Rahwana juga dikenal dengan sebutan Dasamuka. Dasa yang berarti sepuluh dalam bahasa Jawa dan muka berarti wajah. Ia adalah raksasa yang memiliki sepuluh wajah. Terdapat dua versi yang menjelaskan tentang hal ini. Versi pertama, yang biasa diadaptasi dalam babad Ramayana ialah bahwa kalung sembilan mutiara pemberian ibunya menghasilkan ilusi pengelihatan. Jadi sebenarnya, wajahnya hanya satu. Versi kedua mengatakan bahwa untuk menyenangkan dewa Siwa, ia memotong kepalanya sendiri menjadi beberapa bagian. Namun, pengabdiannya membuat kepalanya memunculkan kepala yang lain.

Cicit dari Dewa Brahma

Tahukah kamu? Jika melihat garis keturunan Rahwana, dia merupakan putra dari resi Wisrawa dan Kaikesi. Wisrawa adalah putra dari Pulastya, salah satu dari sepuluh anak Brahma. Itu membuatnya menjadi cicit dari dewa agung Brahma. Meskipun begitu, Rahwana tidak dipuja layaknya dewa. Terutama setelah insiden penculikan Sinta, banyak yang menganggapnya sebagai sosok jahat yang egois.

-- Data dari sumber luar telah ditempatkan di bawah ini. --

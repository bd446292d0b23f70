//! Fake — test double for the cloud backend.
//!
//! Deterministic in-memory implementation of [`CloudBackend`]. Seed
//! methods pre-populate provider state, `fail_op` injects failures,
//! and every call is recorded so tests can assert on exactly which
//! declarations a pass issued.

use std::collections::HashMap;
use std::sync::Mutex;

use async_trait::async_trait;

use crate::backend::{
    BackendError, CloudBackend, ClusterHandle, DatabaseHandle, LogGroupHandle, RoleHandle,
    SecurityGroupHandle, ServiceHandle, ServiceLaunchSpec, TaskDefinitionHandle,
    TaskDefinitionSpec, VpcHandle,
};
use crate::core::logs::{RemovalPolicy, RetentionPolicy};
use crate::core::types::{DatabaseSpec, RoleSpec};

// ── In-memory state ─────────────────────────────────────────────

/// A log group in the fake provider account.
#[derive(Debug, Clone)]
pub struct FakeLogGroup {
    pub name: String,
    pub retention: RetentionPolicy,
    pub removal: RemovalPolicy,
}

/// A registered task definition.
#[derive(Debug, Clone)]
pub struct FakeTaskDefinition {
    pub family: String,
    pub image: String,
    pub container_port: u16,
    pub log_group: String,
    pub stream_prefix: String,
    pub execution_role: String,
    pub task_role: String,
    pub env: Vec<(String, String)>,
}

/// A launched service.
#[derive(Debug, Clone)]
pub struct FakeService {
    pub name: String,
    pub cluster: String,
    pub task_definition: String,
    pub target_group_arn: String,
    pub security_group: String,
    pub desired_count: i32,
}

/// A created database instance.
#[derive(Debug, Clone)]
pub struct FakeDatabase {
    pub identifier: String,
    pub engine: String,
    pub name: String,
}

/// An authorized ingress rule.
#[derive(Debug, Clone, PartialEq, Eq)]
pub struct FakeIngress {
    pub group_id: String,
    pub source_group_id: String,
    pub port: u16,
}

#[derive(Default)]
struct Inner {
    log_groups: HashMap<String, FakeLogGroup>,
    roles: Vec<RoleSpec>,
    clusters: Vec<String>,
    task_definitions: Vec<FakeTaskDefinition>,
    services: Vec<FakeService>,
    databases: Vec<FakeDatabase>,
    security_groups: Vec<String>,
    ingress: Vec<FakeIngress>,
    calls: Vec<String>,
    failures: HashMap<String, BackendError>,
}

impl Inner {
    fn check(&mut self, op: &str) -> Result<(), BackendError> {
        self.calls.push(op.to_string());
        match self.failures.get(op) {
            Some(err) => Err(err.clone()),
            None => Ok(()),
        }
    }
}

/// A fake cloud backend for deterministic testing.
pub struct FakeCloud {
    inner: Mutex<Inner>,
}

impl FakeCloud {
    pub fn new() -> Self {
        Self {
            inner: Mutex::new(Inner::default()),
        }
    }

    /// Seed a log group into the fake account.
    pub async fn seed_log_group(
        &self,
        name: &str,
        retention: RetentionPolicy,
        removal: RemovalPolicy,
    ) {
        self.inner.lock().unwrap().log_groups.insert(
            name.to_string(),
            FakeLogGroup {
                name: name.to_string(),
                retention,
                removal,
            },
        );
    }

    /// Make the named operation fail with `err` on every call.
    pub async fn fail_op(&self, op: &str, err: BackendError) {
        self.inner.lock().unwrap().failures.insert(op.to_string(), err);
    }

    /// Make the log-group existence check fail with `err`.
    pub async fn fail_describe_log_group(&self, err: BackendError) {
        self.fail_op("describe-log-group", err).await;
    }

    pub async fn log_group(&self, name: &str) -> Option<FakeLogGroup> {
        self.inner.lock().unwrap().log_groups.get(name).cloned()
    }

    pub async fn create_log_group_calls(&self) -> usize {
        self.calls_to("create-log-group").await
    }

    /// How many times the named operation was invoked.
    pub async fn calls_to(&self, op: &str) -> usize {
        self.inner
            .lock()
            .unwrap()
            .calls
            .iter()
            .filter(|c| c.as_str() == op)
            .count()
    }

    pub async fn roles(&self) -> Vec<RoleSpec> {
        self.inner.lock().unwrap().roles.clone()
    }

    pub async fn clusters(&self) -> Vec<String> {
        self.inner.lock().unwrap().clusters.clone()
    }

    pub async fn task_definitions(&self) -> Vec<FakeTaskDefinition> {
        self.inner.lock().unwrap().task_definitions.clone()
    }

    pub async fn services(&self) -> Vec<FakeService> {
        self.inner.lock().unwrap().services.clone()
    }

    pub async fn databases(&self) -> Vec<FakeDatabase> {
        self.inner.lock().unwrap().databases.clone()
    }

    pub async fn ingress(&self) -> Vec<FakeIngress> {
        self.inner.lock().unwrap().ingress.clone()
    }
}

impl Default for FakeCloud {
    fn default() -> Self {
        Self::new()
    }
}

// ── CloudBackend implementation ─────────────────────────────────

#[async_trait]
impl CloudBackend for FakeCloud {
    async fn lookup_vpc(&self, vpc_id: &str) -> Result<VpcHandle, BackendError> {
        let mut state = self.inner.lock().unwrap();
        state.check("lookup-vpc")?;
        Ok(VpcHandle {
            vpc_id: vpc_id.to_string(),
            subnet_ids: vec!["subnet-fake-a".to_string(), "subnet-fake-b".to_string()],
        })
    }

    async fn create_security_group(
        &self,
        _vpc: &VpcHandle,
        name: &str,
        _description: &str,
    ) -> Result<SecurityGroupHandle, BackendError> {
        let mut state = self.inner.lock().unwrap();
        state.check("create-security-group")?;
        state.security_groups.push(name.to_string());
        Ok(SecurityGroupHandle {
            group_id: format!("sg-fake-{}", name),
        })
    }

    async fn authorize_ingress_from_group(
        &self,
        group: &SecurityGroupHandle,
        source_group_id: &str,
        port: u16,
        _description: &str,
    ) -> Result<(), BackendError> {
        let mut state = self.inner.lock().unwrap();
        state.check("authorize-ingress")?;
        state.ingress.push(FakeIngress {
            group_id: group.group_id.clone(),
            source_group_id: source_group_id.to_string(),
            port,
        });
        Ok(())
    }

    async fn create_role(&self, spec: &RoleSpec) -> Result<RoleHandle, BackendError> {
        let mut state = self.inner.lock().unwrap();
        state.check("create-role")?;
        state.roles.push(spec.clone());
        Ok(RoleHandle {
            name: spec.name.clone(),
            arn: format!("arn:aws:iam::000000000000:role/{}", spec.name),
        })
    }

    async fn describe_log_group(
        &self,
        name_prefix: &str,
    ) -> Result<LogGroupHandle, BackendError> {
        let mut state = self.inner.lock().unwrap();
        state.check("describe-log-group")?;
        let mut matches: Vec<&String> = state
            .log_groups
            .keys()
            .filter(|name| name.starts_with(name_prefix))
            .collect();
        matches.sort();
        match matches.first() {
            Some(name) => Ok(LogGroupHandle {
                name: (*name).clone(),
            }),
            None => Err(BackendError::NotFound(name_prefix.to_string())),
        }
    }

    fn bind_log_group(&self, name: &str) -> LogGroupHandle {
        LogGroupHandle {
            name: name.to_string(),
        }
    }

    async fn create_log_group(
        &self,
        name: &str,
        retention: RetentionPolicy,
        removal: RemovalPolicy,
    ) -> Result<LogGroupHandle, BackendError> {
        let mut state = self.inner.lock().unwrap();
        state.check("create-log-group")?;
        state.log_groups.insert(
            name.to_string(),
            FakeLogGroup {
                name: name.to_string(),
                retention,
                removal,
            },
        );
        Ok(LogGroupHandle {
            name: name.to_string(),
        })
    }

    async fn create_cluster(&self, name: &str) -> Result<ClusterHandle, BackendError> {
        let mut state = self.inner.lock().unwrap();
        state.check("create-cluster")?;
        state.clusters.push(name.to_string());
        Ok(ClusterHandle {
            name: name.to_string(),
            arn: format!("arn:aws:ecs:us-east-1:000000000000:cluster/{}", name),
        })
    }

    async fn register_task_definition(
        &self,
        spec: &TaskDefinitionSpec<'_>,
    ) -> Result<TaskDefinitionHandle, BackendError> {
        let mut state = self.inner.lock().unwrap();
        state.check("register-task-definition")?;
        state.task_definitions.push(FakeTaskDefinition {
            family: spec.family.to_string(),
            image: spec.task.image.clone(),
            container_port: spec.container_port,
            log_group: spec.log_group.name.clone(),
            stream_prefix: spec.task.stream_prefix.clone(),
            execution_role: spec.execution_role.name.clone(),
            task_role: spec.task_role.name.clone(),
            env: spec.env.to_vec(),
        });
        Ok(TaskDefinitionHandle {
            family: spec.family.to_string(),
            arn: format!(
                "arn:aws:ecs:us-east-1:000000000000:task-definition/{}:1",
                spec.family
            ),
        })
    }

    async fn create_service(
        &self,
        spec: &ServiceLaunchSpec<'_>,
    ) -> Result<ServiceHandle, BackendError> {
        let mut state = self.inner.lock().unwrap();
        state.check("create-service")?;
        state.services.push(FakeService {
            name: spec.name.to_string(),
            cluster: spec.cluster.name.clone(),
            task_definition: spec.task_definition.arn.clone(),
            target_group_arn: spec.target_group_arn.to_string(),
            security_group: spec.security_group.group_id.clone(),
            desired_count: spec.service.desired_count,
        });
        Ok(ServiceHandle {
            name: spec.name.to_string(),
            arn: format!(
                "arn:aws:ecs:us-east-1:000000000000:service/{}/{}",
                spec.cluster.name, spec.name
            ),
        })
    }

    async fn create_database(
        &self,
        spec: &DatabaseSpec,
        _vpc: &VpcHandle,
    ) -> Result<DatabaseHandle, BackendError> {
        let mut state = self.inner.lock().unwrap();
        state.check("create-database")?;
        state.databases.push(FakeDatabase {
            identifier: spec.identifier.clone(),
            engine: spec.engine.clone(),
            name: spec.name.clone(),
        });
        Ok(DatabaseHandle {
            identifier: spec.identifier.clone(),
            endpoint_address: format!("{}.fake.rds.local", spec.identifier),
            endpoint_port: 3306,
            security_group_id: format!("sg-fake-{}", spec.identifier),
        })
    }

    async fn allow_database_access(
        &self,
        database: &DatabaseHandle,
        from_group: &SecurityGroupHandle,
    ) -> Result<(), BackendError> {
        let mut state = self.inner.lock().unwrap();
        state.check("allow-database-access")?;
        state.ingress.push(FakeIngress {
            group_id: database.security_group_id.clone(),
            source_group_id: from_group.group_id.clone(),
            port: database.endpoint_port,
        });
        Ok(())
    }
}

Rahwana Mahir Memainkan Alat Musik Veena

Meskipun penampilannya tampak sangar, nyatanya Rahwana memiliki jiwa seni yang cukup tinggi. Hal itu dibuktikan dengan kelihaiannya memainkan veena atau alat musik tradisional India yang menyerupai kecapi.  Ia bahkan mendesain alat musiknya sendiri yang kemudian dinamai Ravana Veena. Raksasa berwajah sepuluh ini juga membuat komposisi stotra (lagu pujian) untuk Batara Siwa yang diberi judul Shiv Tandav.

 Hanya Mencintai Satu Wanita Seumur Hidupnya

Mungkin ini sudah menjadi rahasia umum. Meskipun di kerajaannya, Rahwana telah memiliki ratu dan anak-anak, perasaannya terhadap satu wnaita tidak pernah bisa dihapuskan. Selama ribuan tahun, hatinya telah digenggam erat oleh Dewi Widowati yang bereinkarnasi menjadi Dewi Sukasalya, Dewi Citrawati, dan terakhir Dewi Sinta. Orang bilang cintanya gegabah, tapi sebenarnya itu sebuah ketulusan. Ia bahkan tidak menyentuh dan memaksa Sinta agar membalas cintanya selama dewi cantik itu berada di kerajaannya. Dia menunggu. Menunggu sampai wanita pujaannya membuka hati untuknya, tak peduli berapa lama waktu yang dibutuhkan. Rahwana bahkan siap menunggu selama keabadian untuk Sinta.

 

Apabila penasaran bagaimana personifikasi sang Dasamuka, kamu bisa membaca novel Sujiwo Tejo, Rahvayana: Aku Lala Padamu, yang terbit ulang bulan April lalu. Dalam karyanya, Mbah Tejo menghadirkan tokoh Rahwana yang telah didekonstruksi dan disesuaikan dengan sosok laki-laki pada zaman sekarang. Jemput segera Rahvayana milikmu di toko-toko buku kesayanganmu atau klik di sini.

 

Nur Aisyiah Az-Zahra

Rahvayana Surat Cinta

Rahvayana: Surat Cinta Rahwana untuk Sinta

“Entah kenapa, Sinta, sesudah ribuan suratku kepadamu

maka suratku kepadamu kali ini tanpa basa-basi di awal.”

 

Perjuangan cinta Rahwana untuk mendapatkan Sinta tertutup oleh kisah-kisah heroik dengan tokoh-tokoh utama seperti Rama, Romeo, Menelaos, dan lain sebagainya. Namun, Sujiwo Tejo menghadirkan kisah khusus untuk Rahwana, si raksasa bermuka sepuluh, dalam Rahvayana: Aku Lala Padamu.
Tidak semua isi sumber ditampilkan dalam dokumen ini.